This Data Converter supports conversion of all [types supported by Pydantic](https://docs.pydantic.dev/latest/api/standard_library_types/) to and from JSON.
In addition to Pydantic models, supported types include:

- Everything that [`json.dumps()`](https://docs.python.org/3/library/json.html#py-to-json-table) supports by default.
- Several standard library types that `json.dumps()` does not support, including dataclasses, types from the datetime module, sets, UUID, etc.
- Custom types composed of any of these, with any degree of nesting.
For example, a list of Pydantic models with `datetime` fields.
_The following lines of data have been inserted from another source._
//! The block exchange contract.
//!
//! Anything that implements [`Exchange`] can serve as the node's block
//! exchange protocol. Upper layers do not call engines directly; they go
//! through [`ExchangeClient`](crate::exchange::ExchangeClient), which enforces
//! deadlines, the closed state and content verification uniformly.
//!
//! # Contract
//! - Every fetch carries the caller's deadline. An engine must give up once
//!   the deadline passes and report [`ExchangeError::Timeout`].
//! - `get_block` never returns a block other than the one requested.
//! - `get_blocks` is best-effort: it returns whatever was found before the
//!   deadline and lists every other requested id as missing. Expiry of the
//!   deadline is not an error for a batch.
//! - `has_block` records the announcement locally and returns; it does not
//!   wait for any peer.
//! - `is_online` must not block.
//! - After `close`, every other operation fails with [`ExchangeError::Closed`].

use async_trait::async_trait;
use tokio::time::Instant;

use crate::exchange::types::{Block, BlockBatch, Cid, ExchangeResult};

#[async_trait]
pub trait Exchange: Send + Sync {
    /// Retrieve one block from peers before `deadline`.
    async fn get_block(&self, deadline: Instant, cid: &Cid) -> ExchangeResult<Block>;

    /// Retrieve several blocks before `deadline`, returning the subset found.
    async fn get_blocks(&self, deadline: Instant, cids: &[Cid]) -> ExchangeResult<BlockBatch>;

    /// Announce a locally obtained block so interested peers can be told.
    async fn has_block(&self, block: Block) -> ExchangeResult<()>;

    /// Whether the engine believes it has usable peer connectivity.
    fn is_online(&self) -> bool;

    /// Go offline and release resources. Closing twice is not an error.
    async fn close(&self) -> ExchangeResult<()>;
}

#[async_trait]
impl<E> Exchange for std::sync::Arc<E>
where
    E: Exchange + ?Sized,
{
    async fn get_block(&self, deadline: Instant, cid: &Cid) -> ExchangeResult<Block> {
        (**self).get_block(deadline, cid).await
    }

    async fn get_blocks(&self, deadline: Instant, cids: &[Cid]) -> ExchangeResult<BlockBatch> {
        (**self).get_blocks(deadline, cids).await
    }

    async fn has_block(&self, block: Block) -> ExchangeResult<()> {
        (**self).has_block(block).await
    }

    fn is_online(&self) -> bool {
        (**self).is_online()
    }

    async fn close(&self) -> ExchangeResult<()> {
        (**self).close().await
    }
}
See the [Pydantic documentation](https://docs.pydantic.dev/latest/api/standard_library_types/) for full details.

:::note

Pydantic v1 isn't supported by this Data Converter.
If you aren't yet able to upgrade from Pydantic v1, see https://github.com/temporalio/samples-python/tree/main/pydantic_converter/v1 for limited v1 support.

:::

`datetime.date`, `datetime.time`, and `datetime.datetime` can only be used with the Pydantic Data Converter.

## How the default converter works

The default converter is a `CompositePayloadConverter` that tries each encoding converter in order until one handles the value.
Upon serialization, each `EncodingPayloadConverter` is used in order until one succeeds.

Payload Converters can be customized independently of a Payload Codec.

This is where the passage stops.